Exercise aim:
Copy all lines containing the string "users" from the records below.

Extracted records:
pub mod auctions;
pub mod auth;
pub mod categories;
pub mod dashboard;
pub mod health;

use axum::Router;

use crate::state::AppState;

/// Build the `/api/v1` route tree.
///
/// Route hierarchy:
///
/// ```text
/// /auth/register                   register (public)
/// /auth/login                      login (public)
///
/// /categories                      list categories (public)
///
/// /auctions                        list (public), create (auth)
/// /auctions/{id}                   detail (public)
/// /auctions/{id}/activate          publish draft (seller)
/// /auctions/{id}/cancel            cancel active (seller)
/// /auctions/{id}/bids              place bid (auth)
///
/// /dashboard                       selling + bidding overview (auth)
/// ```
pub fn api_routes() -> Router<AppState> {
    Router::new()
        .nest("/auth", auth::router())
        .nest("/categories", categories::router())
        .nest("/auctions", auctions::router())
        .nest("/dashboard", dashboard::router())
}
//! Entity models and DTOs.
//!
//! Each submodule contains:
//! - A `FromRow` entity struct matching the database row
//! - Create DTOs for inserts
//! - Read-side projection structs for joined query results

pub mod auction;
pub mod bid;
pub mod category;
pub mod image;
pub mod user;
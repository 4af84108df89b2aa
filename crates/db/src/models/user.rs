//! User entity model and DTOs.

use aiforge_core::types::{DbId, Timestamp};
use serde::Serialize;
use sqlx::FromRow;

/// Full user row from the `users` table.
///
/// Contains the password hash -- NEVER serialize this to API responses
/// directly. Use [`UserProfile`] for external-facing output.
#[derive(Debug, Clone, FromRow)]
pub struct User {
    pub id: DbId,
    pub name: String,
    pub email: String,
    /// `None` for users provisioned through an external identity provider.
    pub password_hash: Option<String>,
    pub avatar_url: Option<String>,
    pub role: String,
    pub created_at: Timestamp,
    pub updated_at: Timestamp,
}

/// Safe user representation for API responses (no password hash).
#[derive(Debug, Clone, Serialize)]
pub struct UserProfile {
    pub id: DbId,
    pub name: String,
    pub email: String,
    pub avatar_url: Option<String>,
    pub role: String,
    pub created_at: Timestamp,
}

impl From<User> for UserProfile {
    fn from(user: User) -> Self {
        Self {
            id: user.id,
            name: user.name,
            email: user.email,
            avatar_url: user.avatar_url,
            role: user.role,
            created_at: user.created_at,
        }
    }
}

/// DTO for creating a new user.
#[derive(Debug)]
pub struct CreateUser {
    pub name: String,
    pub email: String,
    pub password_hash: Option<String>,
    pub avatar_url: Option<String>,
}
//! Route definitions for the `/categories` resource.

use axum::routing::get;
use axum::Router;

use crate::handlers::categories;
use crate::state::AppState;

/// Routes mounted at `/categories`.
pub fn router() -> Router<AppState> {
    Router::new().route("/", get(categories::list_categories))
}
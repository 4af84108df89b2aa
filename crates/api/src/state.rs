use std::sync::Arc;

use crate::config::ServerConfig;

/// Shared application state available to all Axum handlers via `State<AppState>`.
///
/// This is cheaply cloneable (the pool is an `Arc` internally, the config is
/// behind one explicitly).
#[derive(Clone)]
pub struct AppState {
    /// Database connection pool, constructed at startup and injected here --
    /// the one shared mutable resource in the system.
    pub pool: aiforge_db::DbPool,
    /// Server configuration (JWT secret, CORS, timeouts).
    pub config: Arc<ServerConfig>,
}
...
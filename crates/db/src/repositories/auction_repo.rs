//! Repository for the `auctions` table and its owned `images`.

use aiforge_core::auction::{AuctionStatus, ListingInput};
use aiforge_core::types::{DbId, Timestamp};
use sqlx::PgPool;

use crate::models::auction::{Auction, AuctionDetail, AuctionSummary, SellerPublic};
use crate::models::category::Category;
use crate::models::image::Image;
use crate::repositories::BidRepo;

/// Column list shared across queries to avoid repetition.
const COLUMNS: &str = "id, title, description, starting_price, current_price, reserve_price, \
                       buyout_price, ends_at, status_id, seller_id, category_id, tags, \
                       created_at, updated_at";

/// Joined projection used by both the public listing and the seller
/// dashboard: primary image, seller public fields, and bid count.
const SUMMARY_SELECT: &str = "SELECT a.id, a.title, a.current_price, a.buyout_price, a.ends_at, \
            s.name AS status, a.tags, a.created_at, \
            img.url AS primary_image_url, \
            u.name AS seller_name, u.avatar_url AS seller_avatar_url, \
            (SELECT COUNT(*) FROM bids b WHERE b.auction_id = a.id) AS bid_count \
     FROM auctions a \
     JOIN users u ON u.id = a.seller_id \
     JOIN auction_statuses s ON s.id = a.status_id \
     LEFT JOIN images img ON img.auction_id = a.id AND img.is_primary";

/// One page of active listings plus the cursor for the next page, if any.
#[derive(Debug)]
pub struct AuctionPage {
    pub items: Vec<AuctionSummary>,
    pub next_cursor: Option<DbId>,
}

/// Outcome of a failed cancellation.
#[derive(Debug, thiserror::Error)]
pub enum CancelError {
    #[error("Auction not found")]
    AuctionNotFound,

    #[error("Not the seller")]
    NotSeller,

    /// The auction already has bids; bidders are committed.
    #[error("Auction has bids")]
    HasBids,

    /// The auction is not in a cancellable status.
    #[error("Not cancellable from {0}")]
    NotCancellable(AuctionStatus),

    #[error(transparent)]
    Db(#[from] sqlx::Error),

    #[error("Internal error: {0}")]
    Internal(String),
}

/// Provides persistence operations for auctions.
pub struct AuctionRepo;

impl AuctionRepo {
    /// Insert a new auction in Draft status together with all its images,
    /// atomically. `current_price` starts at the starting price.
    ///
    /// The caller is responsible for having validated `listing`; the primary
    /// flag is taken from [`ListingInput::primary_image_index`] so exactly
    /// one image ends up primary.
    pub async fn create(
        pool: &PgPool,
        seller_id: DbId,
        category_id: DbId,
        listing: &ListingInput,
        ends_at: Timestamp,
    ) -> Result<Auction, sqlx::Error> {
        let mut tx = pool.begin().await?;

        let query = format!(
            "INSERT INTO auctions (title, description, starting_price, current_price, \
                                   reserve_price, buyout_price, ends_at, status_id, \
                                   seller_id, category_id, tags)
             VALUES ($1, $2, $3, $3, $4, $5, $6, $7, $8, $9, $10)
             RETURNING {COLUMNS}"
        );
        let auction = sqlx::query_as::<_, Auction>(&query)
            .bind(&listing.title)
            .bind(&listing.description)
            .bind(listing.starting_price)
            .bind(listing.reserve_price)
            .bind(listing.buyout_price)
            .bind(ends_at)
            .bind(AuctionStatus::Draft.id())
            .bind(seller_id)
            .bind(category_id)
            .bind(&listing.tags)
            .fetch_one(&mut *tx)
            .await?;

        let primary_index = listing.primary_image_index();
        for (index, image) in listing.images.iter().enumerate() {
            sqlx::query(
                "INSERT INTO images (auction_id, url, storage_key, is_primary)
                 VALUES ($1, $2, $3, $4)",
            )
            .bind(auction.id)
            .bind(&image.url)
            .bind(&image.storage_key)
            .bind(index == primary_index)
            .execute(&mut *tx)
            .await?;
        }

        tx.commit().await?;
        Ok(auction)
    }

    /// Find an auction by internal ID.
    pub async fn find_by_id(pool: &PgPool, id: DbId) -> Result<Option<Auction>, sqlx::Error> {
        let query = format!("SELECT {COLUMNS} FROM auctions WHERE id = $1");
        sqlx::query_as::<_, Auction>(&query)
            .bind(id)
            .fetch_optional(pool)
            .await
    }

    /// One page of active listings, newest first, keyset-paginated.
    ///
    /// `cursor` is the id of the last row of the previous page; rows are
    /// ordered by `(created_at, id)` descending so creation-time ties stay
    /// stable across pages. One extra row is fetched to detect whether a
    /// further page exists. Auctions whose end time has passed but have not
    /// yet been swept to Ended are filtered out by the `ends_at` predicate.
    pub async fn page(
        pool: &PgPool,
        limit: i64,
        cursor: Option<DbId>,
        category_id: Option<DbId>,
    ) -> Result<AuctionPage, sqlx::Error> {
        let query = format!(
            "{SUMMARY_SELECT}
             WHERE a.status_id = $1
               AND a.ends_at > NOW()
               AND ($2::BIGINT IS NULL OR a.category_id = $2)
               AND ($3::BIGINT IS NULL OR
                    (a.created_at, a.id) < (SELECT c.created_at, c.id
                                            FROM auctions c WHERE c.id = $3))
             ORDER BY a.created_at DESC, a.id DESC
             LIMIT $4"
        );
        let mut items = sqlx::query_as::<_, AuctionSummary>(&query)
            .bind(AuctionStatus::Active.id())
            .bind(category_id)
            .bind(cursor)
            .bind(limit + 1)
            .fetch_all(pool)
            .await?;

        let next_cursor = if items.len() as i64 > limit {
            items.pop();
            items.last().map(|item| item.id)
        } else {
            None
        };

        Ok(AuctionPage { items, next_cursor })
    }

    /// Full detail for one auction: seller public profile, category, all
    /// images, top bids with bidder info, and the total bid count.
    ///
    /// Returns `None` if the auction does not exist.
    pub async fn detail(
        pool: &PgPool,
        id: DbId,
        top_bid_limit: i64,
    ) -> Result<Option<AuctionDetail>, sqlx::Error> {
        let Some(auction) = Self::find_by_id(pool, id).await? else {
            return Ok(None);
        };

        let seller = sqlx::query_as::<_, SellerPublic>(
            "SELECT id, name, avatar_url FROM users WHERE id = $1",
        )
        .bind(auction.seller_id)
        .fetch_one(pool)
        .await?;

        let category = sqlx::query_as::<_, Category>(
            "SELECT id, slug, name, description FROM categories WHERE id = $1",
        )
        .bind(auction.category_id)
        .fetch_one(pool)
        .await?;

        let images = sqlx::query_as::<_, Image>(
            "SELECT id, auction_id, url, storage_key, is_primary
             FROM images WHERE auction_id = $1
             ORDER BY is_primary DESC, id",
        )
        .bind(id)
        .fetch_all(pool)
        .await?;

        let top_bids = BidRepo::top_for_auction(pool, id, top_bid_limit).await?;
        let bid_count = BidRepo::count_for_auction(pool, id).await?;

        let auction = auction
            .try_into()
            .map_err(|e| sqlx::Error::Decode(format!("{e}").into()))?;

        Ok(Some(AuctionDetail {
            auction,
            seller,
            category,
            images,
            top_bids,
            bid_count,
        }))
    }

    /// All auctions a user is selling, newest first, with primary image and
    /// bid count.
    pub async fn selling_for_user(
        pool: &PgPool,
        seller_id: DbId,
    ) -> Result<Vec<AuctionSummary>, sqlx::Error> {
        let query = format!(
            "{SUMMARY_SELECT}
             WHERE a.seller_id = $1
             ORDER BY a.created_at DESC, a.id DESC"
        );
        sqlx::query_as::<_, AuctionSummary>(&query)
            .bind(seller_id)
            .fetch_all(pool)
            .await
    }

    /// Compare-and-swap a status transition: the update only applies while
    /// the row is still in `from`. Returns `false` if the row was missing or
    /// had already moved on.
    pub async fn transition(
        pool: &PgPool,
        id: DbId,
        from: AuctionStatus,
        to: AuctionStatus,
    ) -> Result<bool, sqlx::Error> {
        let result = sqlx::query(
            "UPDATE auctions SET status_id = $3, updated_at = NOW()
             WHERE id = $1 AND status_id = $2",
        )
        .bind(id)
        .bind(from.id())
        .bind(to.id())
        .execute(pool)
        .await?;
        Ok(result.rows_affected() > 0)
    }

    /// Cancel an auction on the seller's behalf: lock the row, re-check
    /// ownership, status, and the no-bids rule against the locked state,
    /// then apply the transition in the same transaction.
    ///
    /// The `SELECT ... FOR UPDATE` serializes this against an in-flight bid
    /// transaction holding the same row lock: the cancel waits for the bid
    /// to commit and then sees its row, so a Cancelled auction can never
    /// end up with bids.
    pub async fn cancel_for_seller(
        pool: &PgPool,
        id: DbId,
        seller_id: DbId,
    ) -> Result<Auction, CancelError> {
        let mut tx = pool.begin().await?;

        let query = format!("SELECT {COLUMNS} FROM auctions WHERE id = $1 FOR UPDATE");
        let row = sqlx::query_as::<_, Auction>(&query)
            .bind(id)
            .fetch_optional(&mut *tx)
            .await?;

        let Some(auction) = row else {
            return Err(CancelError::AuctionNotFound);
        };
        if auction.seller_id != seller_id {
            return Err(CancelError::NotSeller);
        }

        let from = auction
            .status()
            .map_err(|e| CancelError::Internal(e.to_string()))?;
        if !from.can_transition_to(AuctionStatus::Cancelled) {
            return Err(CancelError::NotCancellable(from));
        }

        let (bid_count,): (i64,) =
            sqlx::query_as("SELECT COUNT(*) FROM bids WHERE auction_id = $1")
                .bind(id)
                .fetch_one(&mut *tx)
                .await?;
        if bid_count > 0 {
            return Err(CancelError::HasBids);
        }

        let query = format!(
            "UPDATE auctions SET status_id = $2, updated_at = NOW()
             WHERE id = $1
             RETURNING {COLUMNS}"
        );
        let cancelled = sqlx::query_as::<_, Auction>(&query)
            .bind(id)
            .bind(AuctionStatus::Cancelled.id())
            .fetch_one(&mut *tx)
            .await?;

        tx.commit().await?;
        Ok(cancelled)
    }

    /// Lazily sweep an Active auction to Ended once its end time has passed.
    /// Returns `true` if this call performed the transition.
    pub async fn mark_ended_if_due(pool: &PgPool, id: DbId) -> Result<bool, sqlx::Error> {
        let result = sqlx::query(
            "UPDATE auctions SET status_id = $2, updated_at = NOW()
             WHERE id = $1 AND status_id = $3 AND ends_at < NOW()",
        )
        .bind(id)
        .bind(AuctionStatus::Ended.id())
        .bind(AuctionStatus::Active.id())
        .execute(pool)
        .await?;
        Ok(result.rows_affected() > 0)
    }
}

Task response:
/// Full user row from the `users` table.
    /// `None` for users provisioned through an external identity provider.
     JOIN users u ON u.id = a.seller_id \
            "SELECT id, name, avatar_url FROM users WHERE id = $1",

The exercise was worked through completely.